「まさか、最初にされた恋愛相談の相手が男とはね…お前もやるなぁ」
「いや……そんな話ししてませんよ?」
ユノを抱き締めた事も、そのまま一緒に眠った事も…キスした事だって言ってない。
「僕は、救命医療の現場で…「わかってる」」
「ハハっ…からかって悪かった。ヒチョルはすごい奴だし、あいつのとこなら勉強になるのはわかってるし賛成なんだ。ただ、お前の考え方を変えた…ユノって子に、すごく興味がある」
「ユノに?」
「あぁ。救命の話しをしてくれてる時も、もちろん目を輝かせて生き生きしてて、やる気があるんだって思ったよ?ただ、それ以上にそのユノ君の話しをしてる時、本当に大切にしてるのが伝わってきたから。興味が湧いてきた」
「手…出さないで下さいね。まぁ、出せないと思いますけど」
「出せないって、なんで?」
「ユノは純粋無垢過ぎて…兄さんには手に負えませんよ。

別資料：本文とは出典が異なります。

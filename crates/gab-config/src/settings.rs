//! Process-level settings.

use std::path::{Path, PathBuf};

use serde::{Deserialize, Serialize};

use crate::ConfigError;

/// Timer tick settings.
#[derive(Debug, Clone, Serialize, Deserialize)]
pub struct TimerSettings {
    /// Milliseconds between two `process_timers` calls.
    #[serde(default = "default_tick_ms")]
    pub tick_ms: u64,
    /// Seconds between two saves of every loaded ini store; `0` disables.
    #[serde(default = "default_autosave_secs")]
    pub autosave_secs: u64,
}

fn default_tick_ms() -> u64 {
    1000
}

fn default_autosave_secs() -> u64 {
    300
}

impl Default for TimerSettings {
    fn default() -> Self {
        Self {
            tick_ms: default_tick_ms(),
            autosave_secs: default_autosave_secs(),
        }
    }
}

/// Where ini stores live.
#[derive(Debug, Clone, Serialize, Deserialize)]
pub struct IniSettings {
    /// Root folder for `<name>.ini` files.
    #[serde(default = "default_ini_dir")]
    pub dir: PathBuf,
    /// Sub-folder of `dir` holding templates.
    #[serde(default = "default_templates")]
    pub templates: String,
    /// Stores loaded at start-up.
    #[serde(default = "default_preload")]
    pub preload: Vec<String>,
}

fn default_ini_dir() -> PathBuf {
    PathBuf::from(".")
}

fn default_templates() -> String {
    "templates".to_string()
}

fn default_preload() -> Vec<String> {
    vec!["config".to_string()]
}

impl Default for IniSettings {
    fn default() -> Self {
        Self {
            dir: default_ini_dir(),
            templates: default_templates(),
            preload: default_preload(),
        }
    }
}

/// Plugins mounted at start-up.
#[derive(Debug, Clone, Default, Serialize, Deserialize)]
pub struct PluginSettings {
    #[serde(default)]
    pub autoload: Vec<String>,
}

/// How user commands are recognised.
#[derive(Debug, Clone, Serialize, Deserialize)]
pub struct CommandSettings {
    /// Prefix marking a chat line as a command.
    #[serde(default = "default_prefix")]
    pub prefix: String,
}

fn default_prefix() -> String {
    "!".to_string()
}

impl Default for CommandSettings {
    fn default() -> Self {
        Self {
            prefix: default_prefix(),
        }
    }
}

/// Top-level gab configuration.
#[derive(Debug, Clone, Default, Serialize, Deserialize)]
pub struct GabConfig {
    #[serde(default)]
    pub timers: TimerSettings,
    #[serde(default)]
    pub ini: IniSettings,
    #[serde(default)]
    pub plugins: PluginSettings,
    #[serde(default)]
    pub commands: CommandSettings,
}

/// Resolve the gab config directory (~/.gab/).
pub fn config_dir() -> Result<PathBuf, ConfigError> {
    dirs::home_dir()
        .map(|h| h.join(".gab"))
        .ok_or(ConfigError::NoDirFound)
}

/// Resolve the config file path (~/.gab/config.json5).
pub fn config_file_path() -> Result<PathBuf, ConfigError> {
    Ok(config_dir()?.join("config.json5"))
}

/// Load configuration from the default path, falling back to defaults.
pub fn load_config() -> Result<GabConfig, ConfigError> {
    // Load .env if present
    let _ = dotenvy::dotenv();

    let path = config_file_path()?;
    load_config_from(&path)
}

/// Load configuration from a specific path, falling back to defaults if not found.
pub fn load_config_from(path: &Path) -> Result<GabConfig, ConfigError> {
    if !path.exists() {
        tracing::debug!("Config file not found at {}, using defaults", path.display());
        return Ok(GabConfig::default());
    }

    let content = std::fs::read_to_string(path)?;
    let config: GabConfig = json5::from_str(&content)?;
    Ok(config)
}

#[cfg(test)]
mod tests {
    use super::*;

    #[test]
    fn test_default_config() {
        let config = GabConfig::default();
        assert_eq!(config.timers.tick_ms, 1000);
        assert_eq!(config.timers.autosave_secs, 300);
        assert_eq!(config.commands.prefix, "!");
        assert_eq!(config.ini.preload, vec!["config".to_string()]);
        assert!(config.plugins.autoload.is_empty());
    }

    #[test]
    fn test_json5_parse() {
        let json5_str = r#"{
            timers: { tick_ms: 250 },
            plugins: { autoload: ["admin", "floodguard"] },
            commands: { prefix: "/" },
        }"#;
        let config: GabConfig = json5::from_str(json5_str).unwrap();
        assert_eq!(config.timers.tick_ms, 250);
        assert_eq!(config.plugins.autoload, vec!["admin", "floodguard"]);
        assert_eq!(config.commands.prefix, "/");
        assert_eq!(config.ini.templates, "templates");
    }

    #[test]
    fn test_load_missing_file_uses_defaults() {
        let dir = tempfile::tempdir().unwrap();
        let config = load_config_from(&dir.path().join("absent.json5")).unwrap();
        assert_eq!(config.timers.tick_ms, 1000);
    }

    #[test]
    fn test_load_from_file() {
        let dir = tempfile::tempdir().unwrap();
        let path = dir.path().join("config.json5");
        std::fs::write(&path, "{ ini: { dir: '/srv/gab', preload: [] } }").unwrap();
        let config = load_config_from(&path).unwrap();
        assert_eq!(config.ini.dir, PathBuf::from("/srv/gab"));
        assert!(config.ini.preload.is_empty());
    }
}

それに…」
「それに?」
「僕が…手を出させない」
「なるほど…わかった。今度会わせてくれ」
「はっ?」
「断らせないからな。親父を説得できたのは誰のおかげだ?大丈夫、お前から取ったりしないから」
「じゃあ…試験が終わったら…」
おかしな方向に話が進んでしまった。
楽しそうに笑ってたなぁ。
兄さんが基本、誠実で紳士なのはわかってるし、尊敬もしてる。手を出さないって言ったら出さないんだろうけど…久しぶりに水を得た魚みたいに楽しそうにされると心配にもなる。